Problem to solve ->
Whenever "FrameActions" appears in a line of the entries below, that line counts; give the total only.

Source data ->
= = = = = = =
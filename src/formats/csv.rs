//! CSV export of the emotion catalog
//!
//! Columns: `id,quadrant,slot,name_ko,name_en`, one row per emotion in
//! catalog order.

use anyhow::{Context, Result};
use serde::Serialize;
use std::path::Path;

use crate::models::{MoodEmotion, MoodQuadrant, MoodTaxonomy};

#[derive(Serialize)]
struct CatalogRow<'a> {
    id: &'a str,
    quadrant: MoodQuadrant,
    slot: usize,
    name_ko: &'a str,
    name_en: &'a str,
}

impl<'a> From<&'a MoodEmotion> for CatalogRow<'a> {
    fn from(e: &'a MoodEmotion) -> Self {
        Self {
            id: &e.id,
            quadrant: e.quadrant,
            slot: e.slot,
            name_ko: e.name_ko,
            name_en: e.name_en,
        }
    }
}

fn write_rows<W: std::io::Write>(writer: &mut csv::Writer<W>, taxonomy: &MoodTaxonomy) -> Result<()> {
    for emotion in taxonomy.emotions() {
        writer
            .serialize(CatalogRow::from(emotion))
            .with_context(|| format!("Failed to write row for '{}'", emotion.id))?;
    }
    writer.flush().with_context(|| "Failed to flush CSV writer")?;
    Ok(())
}

pub fn catalog_to_csv_string(taxonomy: &MoodTaxonomy) -> Result<String> {
    let mut writer = csv::Writer::from_writer(Vec::new());
    write_rows(&mut writer, taxonomy)?;
    let bytes = writer
        .into_inner()
        .map_err(|e| anyhow::anyhow!("Failed to finish CSV: {}", e))?;
    String::from_utf8(bytes).with_context(|| "CSV output is not UTF-8")
}

/// Write the catalog to `path` as UTF-8 CSV
pub fn write_catalog_csv(taxonomy: &MoodTaxonomy, path: impl AsRef<Path>) -> Result<()> {
    let path = path.as_ref();
    let mut writer = csv::Writer::from_path(path)
        .with_context(|| format!("Failed to create CSV file: {}", path.display()))?;
    write_rows(&mut writer, taxonomy)?;
    tracing::info!(path = %path.display(), rows = taxonomy.len(), "catalog exported");
    Ok(())
}
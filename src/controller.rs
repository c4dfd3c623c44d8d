//! Presentation controller - UI state of the landing page
//!
//! The host view layer sends discrete events (`set_language`,
//! `set_quadrant_filter`, `next_testimonial`, `previous_testimonial`), feeds
//! the clock through [`PresentationController::tick`] and re-reads snapshots
//! after each call. Nothing here is persisted.

use std::time::Duration;

use tracing::{debug, trace};

use crate::i18n::{self, ContentTree, Language, NavItem, Testimonial};
use crate::models::taxonomy::{BADGES_PER_ROW, ROWS_PER_QUADRANT, grid_rows};
use crate::models::{Emphasis, GridCell, MoodQuadrant, MoodTaxonomy, QuadrantFilter};

/// Carousel advance period
pub const DEFAULT_AUTOPLAY_INTERVAL: Duration = Duration::from_millis(7000);

/// Autoplay only runs with at least this many testimonials
pub const MIN_AUTOPLAY_ITEMS: usize = 2;

pub use crate::i18n::ContentSource;

#[derive(Debug, Clone, Copy, PartialEq, Eq)]
pub struct ControllerConfig {
    pub autoplay_interval: Duration,
}

impl Default for ControllerConfig {
    fn default() -> Self {
        Self { autoplay_interval: DEFAULT_AUTOPLAY_INTERVAL }
    }
}

/// Session-scoped UI state
#[derive(Debug, Clone, Copy, PartialEq, Eq, Default)]
pub struct UiState {
    pub active_language: Language,
    pub active_quadrant_filter: QuadrantFilter,
    pub active_testimonial_index: usize,
}

/// Repeating carousel timer. The first tick after arming anchors it, then
/// it fires once per elapsed interval.
#[derive(Debug, Clone, Copy, PartialEq, Eq)]
pub struct AutoplayTask {
    generation: u64,
    interval: Duration,
    next_due: Option<Duration>,
}

impl AutoplayTask {
    fn new(generation: u64, interval: Duration) -> Self {
        Self { generation, interval, next_due: None }
    }

    pub fn generation(&self) -> u64 {
        self.generation
    }

    pub fn next_due(&self) -> Option<Duration> {
        self.next_due
    }

    /// Number of periods that elapsed up to `now`. Constant time however
    /// far behind the clock is.
    fn poll(&mut self, now: Duration) -> u128 {
        let Some(due) = self.next_due else {
            self.next_due = Some(now + self.interval);
            return 0;
        };
        if self.interval.is_zero() || now < due {
            return 0;
        }

        let late = (now - due).as_nanos();
        let period = self.interval.as_nanos();
        let into_period = Duration::from_nanos(u64::try_from(late % period).unwrap_or(u64::MAX));
        self.next_due = Some(now + self.interval.saturating_sub(into_period));
        late / period + 1
    }
}
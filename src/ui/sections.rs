//! Static page sections: hero, card rows, FAQ and footer

use eframe::egui::{self, RichText};

use zen_garden_landing::i18n::{Card, FaqItem};
use zen_garden_landing::ContentTree;

use crate::theme::Palette;

/// Section heading. Scrolls itself into view when `pending_scroll` names
/// this section, then clears it.
pub fn section_heading(ui: &mut egui::Ui, id: &str, title: &str, pending_scroll: &mut Option<&'static str>) {
    ui.add_space(36.0);
    let response = ui.heading(title);
    if *pending_scroll == Some(id) {
        response.scroll_to_me(Some(egui::Align::TOP));
        *pending_scroll = None;
    }
    ui.add_space(6.0);
}

pub fn eyebrow(ui: &mut egui::Ui, text: &str, palette: &Palette) {
    ui.label(RichText::new(text.to_uppercase()).small().strong().color(palette.accent));
}

pub fn description(ui: &mut egui::Ui, text: &str, palette: &Palette) {
    ui.label(RichText::new(text).color(palette.text_muted));
}

pub fn hero(ui: &mut egui::Ui, content: &ContentTree, palette: &Palette) {
    egui::Frame::none()
        .fill(palette.bg_card_alt)
        .rounding(32.0)
        .inner_margin(40.0)
        .show(ui, |ui| {
            ui.set_width(ui.available_width());
            eyebrow(ui, content.hero.eyebrow, palette);
            ui.add_space(12.0);
            ui.label(RichText::new(content.hero.title).size(36.0).strong());
            ui.add_space(12.0);
            description(ui, content.hero.description, palette);
        });
}

/// A row of equally wide cards
pub fn card_row(ui: &mut egui::Ui, cards: &[Card], palette: &Palette) {
    if cards.is_empty() {
        return;
    }
    ui.columns(cards.len(), |columns| {
        for (index, (column, card)) in columns.iter_mut().zip(cards).enumerate() {
            egui::Frame::none()
                .fill(palette.card_layer(index))
                .stroke(egui::Stroke::new(1.0, palette.border))
                .rounding(24.0)
                .inner_margin(20.0)
                .show(column, |ui| {
                    ui.set_min_height(150.0);
                    ui.label(RichText::new(card.title).strong().size(17.0));
                    ui.add_space(6.0);
                    description(ui, card.description, palette);
                });
        }
    });
}

pub fn faq(ui: &mut egui::Ui, items: &[FaqItem], palette: &Palette) {
    for (index, item) in items.iter().enumerate() {
        egui::Frame::none()
            .fill(palette.card_layer(index))
            .stroke(egui::Stroke::new(1.0, palette.border))
            .rounding(20.0)
            .inner_margin(12.0)
            .show(ui, |ui| {
                ui.set_width(ui.available_width());
                egui::CollapsingHeader::new(RichText::new(item.question).strong())
                    .id_source(("faq", index))
                    .show(ui, |ui| {
                        description(ui, item.answer, palette);
                    });
            });
        ui.add_space(6.0);
    }
}

pub fn footer(ui: &mut egui::Ui, content: &ContentTree, palette: &Palette) {
    egui::Frame::none()
        .fill(palette.bg_footer)
        .stroke(egui::Stroke::new(1.0, palette.border))
        .rounding(20.0)
        .inner_margin(20.0)
        .show(ui, |ui| {
            ui.set_width(ui.available_width());
            ui.vertical_centered(|ui| {
                ui.label(RichText::new(content.footer.whisper).small().color(palette.text_muted));
            });
        });
}
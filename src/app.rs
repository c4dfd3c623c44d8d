//! App module - landing page window

use eframe::egui::{self, RichText};
use std::time::Duration;
use tracing::{info, warn};

use zen_garden_landing::{Language, MoodTaxonomy, PresentationController};

use crate::settings::{AppSettings, ThemeMode};
use crate::theme::{self, Palette};
use crate::ui::{host_text, mood_grid, sections, AboutDialog, CarouselAction, HostText};

pub struct LandingApp {
    pub controller: PresentationController,
    pub settings: AppSettings,
    pub palette: Palette,
    system_dark: bool,
    theme_dirty: bool,

    /// Section id the next frame should scroll to
    pub pending_scroll: Option<&'static str>,

    pub status_message: Option<(String, egui::Color32)>,
    pub status_timer: f64,

    pub about_dialog: AboutDialog,
}

/// Everything the user asked for during one frame; applied after rendering
#[derive(Default)]
struct FrameActions {
    language: Option<Language>,
    filter: Option<zen_garden_landing::QuadrantFilter>,
    carousel: Option<CarouselAction>,
    export: bool,
    cycle_theme: bool,
}

impl LandingApp {
    pub fn new(cc: &eframe::CreationContext<'_>, taxonomy: MoodTaxonomy, settings: AppSettings) -> Self {
        theme::install_hangul_font(&cc.egui_ctx);
        let system_dark = cc.egui_ctx.style().visuals.dark_mode;
        let controller = PresentationController::new(settings.controller_config(), taxonomy);

        Self {
            controller,
            palette: Palette::for_mode(settings.theme_mode, system_dark),
            settings,
            system_dark,
            theme_dirty: true,
            pending_scroll: None,
            status_message: None,
            status_timer: 0.0,
            about_dialog: AboutDialog::default(),
        }
    }

    fn set_success_message(&mut self, msg: String) {
        self.status_message = Some((msg, self.palette.accent));
        self.status_timer = 3.5;
    }

    fn set_error_message(&mut self, msg: String) {
        self.status_message = Some((msg, egui::Color32::from_rgb(220, 90, 90)));
        self.status_timer = 3.5;
    }

    fn export_catalog(&mut self) {
        let text = host_text(self.controller.language());
        let Some(path) = rfd::FileDialog::new()
            .add_filter("CSV Files", &["csv"])
            .set_file_name("mood-meter-100.csv")
            .save_file()
        else {
            return;
        };

        match zen_garden_landing::write_catalog_csv(self.controller.taxonomy(), &path) {
            Ok(()) => self.set_success_message(format!("{} {}", text.msg_exported, path.display())),
            Err(e) => {
                warn!("catalog export failed: {:#}", e);
                self.set_error_message(format!("{}: {:#}", text.msg_export_failed, e));
            }
        }
    }

    fn cycle_theme(&mut self) {
        self.settings.theme_mode = self.settings.theme_mode.next();
        self.palette = Palette::for_mode(self.settings.theme_mode, self.system_dark);
        self.theme_dirty = true;
        if let Err(e) = self.settings.save() {
            warn!("failed to save settings: {:#}", e);
        } else {
            info!(mode = self.settings.theme_mode.as_str(), "theme changed");
        }
    }

    fn theme_label(&self, text: &HostText) -> &'static str {
        match self.settings.theme_mode {
            ThemeMode::System => text.theme_system,
            ThemeMode::Light => text.theme_light,
            ThemeMode::Dark => text.theme_dark,
        }
    }

    fn top_bar(&mut self, ctx: &egui::Context, text: &HostText, actions: &mut FrameActions) {
        let current = self.controller.language();
        let theme_label = self.theme_label(text);

        egui::TopBottomPanel::top("nav_bar")
            .frame(egui::Frame::none().fill(self.palette.bg_card).inner_margin(egui::Margin::symmetric(20.0, 12.0)))
            .show(ctx, |ui| {
                ui.horizontal(|ui| {
                    ui.label(RichText::new("Zen Garden").strong().size(18.0));
                    ui.add_space(16.0);
                    for item in self.controller.nav_items() {
                        if ui.link(item.label).clicked() {
                            self.pending_scroll = Some(item.id);
                        }
                    }

                    ui.with_layout(egui::Layout::right_to_left(egui::Align::Center), |ui| {
                        ui.menu_button(text.menu, |ui| {
                            if ui.button(text.action_export).clicked() {
                                actions.export = true;
                                ui.close_menu();
                            }
                            if ui.button(format!("{}: {}", text.action_theme, theme_label)).clicked() {
                                actions.cycle_theme = true;
                                ui.close_menu();
                            }
                            ui.separator();
                            if ui.button(text.action_about).clicked() {
                                self.about_dialog.open = true;
                                ui.close_menu();
                            }
                        });

                        // right-to-left, so walk the languages backwards
                        for &lang in Language::ALL.iter().rev() {
                            let short = zen_garden_landing::content(lang).language_short;
                            if ui.selectable_label(lang == current, short).clicked() {
                                actions.language = Some(lang);
                            }
                        }
                    });
                });
            });
    }

    fn page(&mut self, ctx: &egui::Context, text: &HostText, actions: &mut FrameActions) {
        let lang = self.controller.language();
        let content = self.controller.content();
        let palette = &self.palette;
        let pending = &mut self.pending_scroll;

        egui::CentralPanel::default().show(ctx, |ui| {
            egui::ScrollArea::vertical().auto_shrink([false; 2]).show(ui, |ui| {
                ui.add_space(16.0);
                sections::hero(ui, content, palette);

                sections::section_heading(ui, "why", content.why.title, pending);
                sections::description(ui, content.why.description, palette);
                ui.add_space(12.0);
                sections::card_row(ui, content.why.cards, palette);

                sections::section_heading(ui, "pipeline", content.pipeline.title, pending);
                sections::description(ui, content.pipeline.description, palette);
                ui.add_space(12.0);
                sections::card_row(ui, content.pipeline.steps, palette);

                ui.add_space(36.0);
                sections::eyebrow(ui, content.ritual.eyebrow, palette);
                sections::section_heading(ui, "ritual", content.ritual.title, pending);
                sections::description(ui, content.ritual.description, palette);
                ui.add_space(12.0);
                sections::card_row(ui, content.ritual.features, palette);

                sections::section_heading(ui, "library", content.library.title, pending);
                let options = self.controller.filter_options();
                let panels = self.controller.quadrant_panels();
                actions.filter = mood_grid::mood_library(ui, content, &options, &panels, lang, palette);

                sections::section_heading(ui, "tech", content.tech.title, pending);
                sections::description(ui, content.tech.description, palette);
                ui.add_space(12.0);
                sections::card_row(ui, content.tech.points, palette);
                ui.label(RichText::new(content.tech.meta).small().color(palette.text_muted));

                sections::section_heading(ui, "testimonials", content.testimonials.title, pending);
                actions.carousel = crate::ui::carousel::testimonials(ui, self.controller.testimonial(), text, palette);

                sections::section_heading(ui, "faq", content.faq.title, pending);
                sections::faq(ui, content.faq.items, palette);

                ui.add_space(48.0);
                sections::footer(ui, content, palette);
                ui.add_space(24.0);
            });
        });
    }

    fn apply(&mut self, actions: FrameActions) {
        if let Some(filter) = actions.filter {
            self.controller.set_quadrant_filter(filter);
        }
        match actions.carousel {
            Some(CarouselAction::Next) => self.controller.next_testimonial(),
            Some(CarouselAction::Previous) => self.controller.previous_testimonial(),
            None => {}
        }
        if let Some(lang) = actions.language {
            self.controller.set_language(lang);
        }
        if actions.cycle_theme {
            self.cycle_theme();
        }
        if actions.export {
            self.export_catalog();
        }
    }
}

impl eframe::App for LandingApp {
    fn update(&mut self, ctx: &egui::Context, _frame: &mut eframe::Frame) {
        if self.theme_dirty {
            self.palette.apply(ctx);
            self.theme_dirty = false;
        }

        let now = Duration::from_secs_f64(ctx.input(|i| i.time).max(0.0));
        self.controller.tick(now);
        if let Some(wait) = self.controller.time_until_next(now) {
            ctx.request_repaint_after(wait);
        }

        if self.status_timer > 0.0 {
            self.status_timer -= ctx.input(|i| i.stable_dt) as f64;
            if self.status_timer <= 0.0 {
                self.status_message = None;
            } else {
                ctx.request_repaint();
            }
        }

        let text = host_text(self.controller.language());
        let mut actions = FrameActions::default();

        self.top_bar(ctx, text, &mut actions);

        if let Some((msg, color)) = &self.status_message {
            egui::TopBottomPanel::bottom("status_bar").show(ctx, |ui| {
                ui.label(RichText::new(msg).color(*color));
            });
        }

        self.page(ctx, text, &mut actions);
        self.about_dialog.show(ctx, text);

        self.apply(actions);
    }
}
//! About dialog component

use eframe::egui;

use super::text::HostText;

/// About dialog state
#[derive(Default)]
pub struct AboutDialog {
    pub open: bool,
}

impl AboutDialog {
    pub fn show(&mut self, ctx: &egui::Context, text: &HostText) {
        if !self.open {
            return;
        }

        // Dimmer background
        egui::Area::new(egui::Id::new("about_modal_dimmer"))
            .fixed_pos(egui::pos2(0.0, 0.0))
            .order(egui::Order::Foreground)
            .show(ctx, |ui| {
                let screen_rect = ctx.screen_rect();
                ui.painter().rect_filled(
                    screen_rect,
                    0.0,
                    egui::Color32::from_rgba_premultiplied(0, 0, 0, 150),
                );
            });

        let mut should_close = false;

        egui::Window::new(text.about_title)
            .collapsible(false)
            .resizable(false)
            .anchor(egui::Align2::CENTER_CENTER, [0.0, 0.0])
            .order(egui::Order::Foreground)
            .show(ctx, |ui| {
                ui.vertical_centered(|ui| {
                    ui.add_space(10.0);
                    ui.heading("Auto Zen Garden");
                    ui.add_space(5.0);
                    ui.label(format!("Version: {}", env!("CARGO_PKG_VERSION")));
                    ui.small(format!("Build {} · {}", env!("BUILD_NUMBER"), env!("BUILD_DATE")));
                    ui.add_space(8.0);
                    ui.label(text.about_tagline);
                    ui.add_space(15.0);
                });

                let enter_pressed = ui.input(|i| i.key_pressed(egui::Key::Enter));
                ui.vertical_centered(|ui| {
                    if ui.button(text.btn_ok).clicked() || enter_pressed {
                        should_close = true;
                    }
                });
            });

        if should_close {
            self.open = false;
        }
    }
}
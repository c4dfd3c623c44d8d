//! Localized content and mood-meter engine for the Auto Zen Garden landing page

pub mod controller;
pub mod error;
pub mod formats;
pub mod i18n;
pub mod models;

use tracing::error;

/// Grid and carousel constants
pub mod limits {
    pub use crate::controller::{DEFAULT_AUTOPLAY_INTERVAL, MIN_AUTOPLAY_ITEMS};
    pub use crate::models::taxonomy::{BADGES_PER_ROW, ROWS_PER_QUADRANT};
}

// Re-export commonly used types
pub use controller::{ControllerConfig, PresentationController, UiState};
pub use error::{ContentError, Error, TaxonomyError};
pub use formats::{catalog_to_csv_string, write_catalog_csv};
pub use i18n::{content, validate_content, validate_trees, ContentSource, ContentTree, Language};
pub use models::taxonomy::validate_taxonomy;
pub use models::{MoodEmotion, MoodQuadrant, MoodTaxonomy, QuadrantFilter};

/// Build the reference taxonomy and check both data sources. A defect here
/// is a build-time mistake in the compiled-in copy; callers must not render.
pub fn load_reference() -> error::Result<MoodTaxonomy> {
    load_with(content)
}

/// Same as [`load_reference`] with the copy resolved through `source`
pub fn load_with(source: ContentSource) -> error::Result<MoodTaxonomy> {
    validate_trees(source).inspect_err(|e| error!("content validation failed: {}", e))?;
    let taxonomy = MoodTaxonomy::reference();
    validate_taxonomy(&taxonomy).inspect_err(|e| error!("taxonomy validation failed: {}", e))?;
    Ok(taxonomy)
}
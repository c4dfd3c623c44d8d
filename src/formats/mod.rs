pub mod csv;

pub use self::csv::{catalog_to_csv_string, write_catalog_csv};
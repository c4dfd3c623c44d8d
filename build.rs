use std::fs;
use std::path::Path;

fn main() {
    generate_build_info();
}

fn generate_build_info() {
    // .build_number holds "<date>_<n>" and is managed by the release script
    let build_file = Path::new(".build_number");
    let (date, build_num) = if build_file.exists() {
        let content = fs::read_to_string(build_file).unwrap_or_default();
        let parts: Vec<&str> = content.trim().split('_').collect();
        if parts.len() == 2 {
            (parts[0].to_string(), parts[1].parse::<u32>().unwrap_or(1))
        } else {
            ("unknown".to_string(), 1)
        }
    } else {
        ("unknown".to_string(), 1)
    };

    println!("cargo:rustc-env=BUILD_DATE={}", date);
    println!("cargo:rustc-env=BUILD_NUMBER={}", build_num);
    println!("cargo:rustc-env=BUILD_INFO=build{}_{}", date, build_num);

    println!("cargo:rerun-if-changed=.build_number");
}
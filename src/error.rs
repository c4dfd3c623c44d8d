//! Startup validation errors
//!
//! Content and taxonomy are compiled in, so none of these can happen at
//! request time. They are raised once by the `validate_*` functions and the
//! host refuses to render when any of them is returned.

use thiserror::Error;

use crate::i18n::Language;
use crate::models::MoodQuadrant;

/// Shape mismatch or hole in the localized copy
#[derive(Debug, Clone, PartialEq, Eq, Error)]
pub enum ContentError {
    #[error("section '{section}' has {left_len} entries in {left:?} but {right_len} in {right:?}")]
    LengthMismatch {
        section: &'static str,
        left: Language,
        left_len: usize,
        right: Language,
        right_len: usize,
    },

    #[error("navigation item {index} has id '{left_id}' in {left:?} but '{right_id}' in {right:?}")]
    NavIdMismatch {
        index: usize,
        left: Language,
        left_id: &'static str,
        right: Language,
        right_id: &'static str,
    },

    #[error("empty text in '{field}' for {language:?}")]
    EmptyText {
        field: String,
        language: Language,
    },
}

/// Defect in the mood catalog
#[derive(Debug, Clone, PartialEq, Eq, Error)]
pub enum TaxonomyError {
    #[error("duplicate emotion id '{0}'")]
    DuplicateId(String),

    #[error("quadrant {quadrant:?} has slot {found} at position {expected}")]
    SlotOutOfOrder {
        quadrant: MoodQuadrant,
        expected: usize,
        found: usize,
    },

    #[error("quadrant {0:?} has no emotions")]
    EmptyQuadrant(MoodQuadrant),

    #[error("quadrant {quadrant:?} has invalid color '{color}'")]
    InvalidColor {
        quadrant: MoodQuadrant,
        color: &'static str,
    },
}

/// Any configuration defect found at startup
#[derive(Debug, Error)]
pub enum Error {
    #[error("content: {0}")]
    Content(#[from] ContentError),

    #[error("taxonomy: {0}")]
    Taxonomy(#[from] TaxonomyError),
}

pub type Result<T> = std::result::Result<T, Error>;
= = = = = = =
Result below ->
5